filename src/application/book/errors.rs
use crate::domain::InvalidStatus;
use thiserror::Error;

/// 書籍管理アプリケーション層のエラー
#[derive(Debug, Error)]
pub enum BookApplicationError {
    /// 書籍が見つからない
    #[error("Book not found.")]
    BookNotFound,

    /// コレクションが空（おすすめを選べない）
    #[error("No books available.")]
    NoBooksAvailable,

    /// 検索語が指定されていない
    #[error("Query required.")]
    QueryRequired,

    /// タイトルまたは著者が指定されていない
    #[error("Title and author required.")]
    TitleAndAuthorRequired,

    /// ステータスが列挙値に含まれない
    #[error(transparent)]
    InvalidStatus(#[from] InvalidStatus),

    /// BookRepositoryのエラー
    #[error("Book repository error")]
    RepositoryError(#[source] Box<dyn std::error::Error + Send + Sync>),
}

/// アプリケーション層の Result型
pub type Result<T> = std::result::Result<T, BookApplicationError>;
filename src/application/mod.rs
pub mod book;
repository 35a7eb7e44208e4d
pub mod adapters;
pub mod api;
pub mod application;
pub mod config;
pub mod domain;
pub mod ports;
use crate::application::book::{self as books, BookApplicationError, ServiceDependencies};
use crate::domain::{BookId, commands::ToggleFavorite};
use axum::{
    Json,
    extract::{Path, Query, State, rejection::JsonRejection},
    http::StatusCode,
};
use chrono::Utc;
use std::sync::Arc;

use super::{
    error::ApiError,
    types::{
        BookListResponse, BookMessageResponse, BookResponse, CreateBookRequest, ListBooksQuery,
        MessageResponse, SearchQuery, StatsResponse, UpdateBookRequest, UpdateStatusRequest,
    },
};

// ============================================================================
// State
// ============================================================================

/// ハンドラー間で共有されるアプリケーション状態
#[derive(Clone)]
pub struct AppState {
    pub service_deps: ServiceDependencies,
}

/// パスのIDを解釈する
///
/// 整数として読めないIDはどの書籍にも一致しないため、404として扱う。
fn parse_book_id(raw: &str) -> Result<BookId, ApiError> {
    BookId::parse_lenient(raw).ok_or_else(|| ApiError::from(BookApplicationError::BookNotFound))
}

/// JSON本文を読み出す
///
/// `Content-Type`がJSONでない、または本文がオブジェクト以外のJSONなら空の入力として扱う。
/// JSONとして読めない本文は400。
fn read_body<T: Default>(body: Result<Json<T>, JsonRejection>) -> Result<T, ApiError> {
    match body {
        Ok(Json(req)) => Ok(req),
        Err(JsonRejection::MissingJsonContentType(_) | JsonRejection::JsonDataError(_)) => {
            Ok(T::default())
        }
        Err(rejection) => Err(ApiError::MalformedBody(rejection.body_text())),
    }
}

// ============================================================================
// Query handlers (GET)
// ============================================================================

/// GET /books - 書籍一覧
///
/// クエリパラメータ:
/// - favorite: "true" のときお気に入りのみ
/// - status: ステータスで絞り込み（大文字小文字を区別しない）
/// - sortBy: title / author で並べ替え（それ以外は無視）
/// - page, limit: ページング（不正な値は既定値）
pub async fn list_books(
    State(state): State<Arc<AppState>>,
    Query(query): Query<ListBooksQuery>,
) -> Result<Json<BookListResponse>, ApiError> {
    let page = books::list_books(&state.service_deps, &query.to_criteria()).await?;
    Ok(Json(BookListResponse::from(page)))
}

/// GET /books/:id - 書籍をIDで取得
pub async fn get_book(
    State(state): State<Arc<AppState>>,
    Path(book_id): Path<String>,
) -> Result<Json<BookResponse>, ApiError> {
    let book_id = parse_book_id(&book_id)?;
    let book = books::get_book(&state.service_deps, book_id).await?;
    Ok(Json(BookResponse::from(book)))
}

/// GET /books/search?query= - タイトル・著者の部分一致検索
pub async fn search_books(
    State(state): State<Arc<AppState>>,
    Query(query): Query<SearchQuery>,
) -> Result<Json<Vec<BookResponse>>, ApiError> {
    let found = books::search_books(&state.service_deps, query.query.as_deref()).await?;
    Ok(Json(found.into_iter().map(BookResponse::from).collect()))
}

/// GET /books/recommend - ランダムに1冊
pub async fn recommend_book(
    State(state): State<Arc<AppState>>,
) -> Result<Json<BookResponse>, ApiError> {
    let book = books::recommend_book(&state.service_deps).await?;
    Ok(Json(BookResponse::from(book)))
}

/// GET /books/stats - 集計
pub async fn book_stats(
    State(state): State<Arc<AppState>>,
) -> Result<Json<StatsResponse>, ApiError> {
    let stats = books::stats(&state.service_deps).await?;
    Ok(Json(stats))
}

// ============================================================================
// Command handlers (POST / PUT / PATCH / DELETE)
// ============================================================================

/// POST /books - 書籍を登録
///
/// 本文がない場合は空の入力として扱う（タイトル・著者不足で400）。
pub async fn create_book(
    State(state): State<Arc<AppState>>,
    body: Result<Json<CreateBookRequest>, JsonRejection>,
) -> Result<(StatusCode, Json<BookResponse>), ApiError> {
    let req = read_body(body)?;

    let book = books::create_book(&state.service_deps, req.to_command(), Utc::now()).await?;

    Ok((StatusCode::CREATED, Json(BookResponse::from(book))))
}

/// PUT /books/:id - 書籍を更新
///
/// 指定されたフィールドのみ上書きする。
pub async fn update_book(
    State(state): State<Arc<AppState>>,
    Path(book_id): Path<String>,
    body: Result<Json<UpdateBookRequest>, JsonRejection>,
) -> Result<Json<BookResponse>, ApiError> {
    let book_id = parse_book_id(&book_id)?;
    let req = read_body(body)?;

    let book = books::update_book(&state.service_deps, req.to_command(book_id)).await?;

    Ok(Json(BookResponse::from(book)))
}

/// PATCH /books/:id/favorite - お気に入りを切り替え
pub async fn toggle_favorite(
    State(state): State<Arc<AppState>>,
    Path(book_id): Path<String>,
) -> Result<Json<BookMessageResponse>, ApiError> {
    let book_id = parse_book_id(&book_id)?;

    let book = books::toggle_favorite(&state.service_deps, ToggleFavorite { book_id }).await?;

    Ok(Json(BookMessageResponse::new("Favorite status toggled.", book)))
}

/// PATCH /books/:id/status - 読書ステータスを変更
///
/// ステータスの検証はIDの存在確認より先に行う。
pub async fn update_status(
    State(state): State<Arc<AppState>>,
    Path(book_id): Path<String>,
    body: Result<Json<UpdateStatusRequest>, JsonRejection>,
) -> Result<Json<BookMessageResponse>, ApiError> {
    let req = read_body(body)?;

    // 読めないIDでも検証エラーを優先するため、ここでは404にしない
    let book_id = BookId::parse_lenient(&book_id);

    let book = books::change_status(&state.service_deps, req.to_command(book_id)).await?;

    Ok(Json(BookMessageResponse::new("Status updated.", book)))
}

/// DELETE /books/:id - 書籍を削除
///
/// 削除した書籍を返す。
pub async fn delete_book(
    State(state): State<Arc<AppState>>,
    Path(book_id): Path<String>,
) -> Result<Json<BookResponse>, ApiError> {
    let book_id = parse_book_id(&book_id)?;
    let book = books::delete_book(&state.service_deps, book_id).await?;
    Ok(Json(BookResponse::from(book)))
}

/// DELETE /books/reset - 全書籍を削除
pub async fn reset_books(
    State(state): State<Arc<AppState>>,
) -> Result<Json<MessageResponse>, ApiError> {
    books::reset_books(&state.service_deps).await?;
    Ok(Json(MessageResponse::new("Book list cleared.")))
}
pub mod error;
pub mod handlers;
pub mod router;
pub mod types;

pub use error::ApiError;
pub use router::create_router;
pub use types::*;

* _THE PROBLEM_
Where the data above reaches the line holding "pub mod adapters;", begin printing, and stop after the line holding "use chrono::Utc;". Each line must be reproduced exactly, with nothing else added.

* _YOUR SOLUTION_
pub mod adapters;
pub mod api;
pub mod application;
pub mod config;
pub mod domain;
pub mod ports;
use crate::application::book::{self as books, BookApplicationError, ServiceDependencies};
use crate::domain::{BookId, commands::ToggleFavorite};
use axum::{
    Json,
    extract::{Path, Query, State, rejection::JsonRejection},
    http::StatusCode,
};
use chrono::Utc;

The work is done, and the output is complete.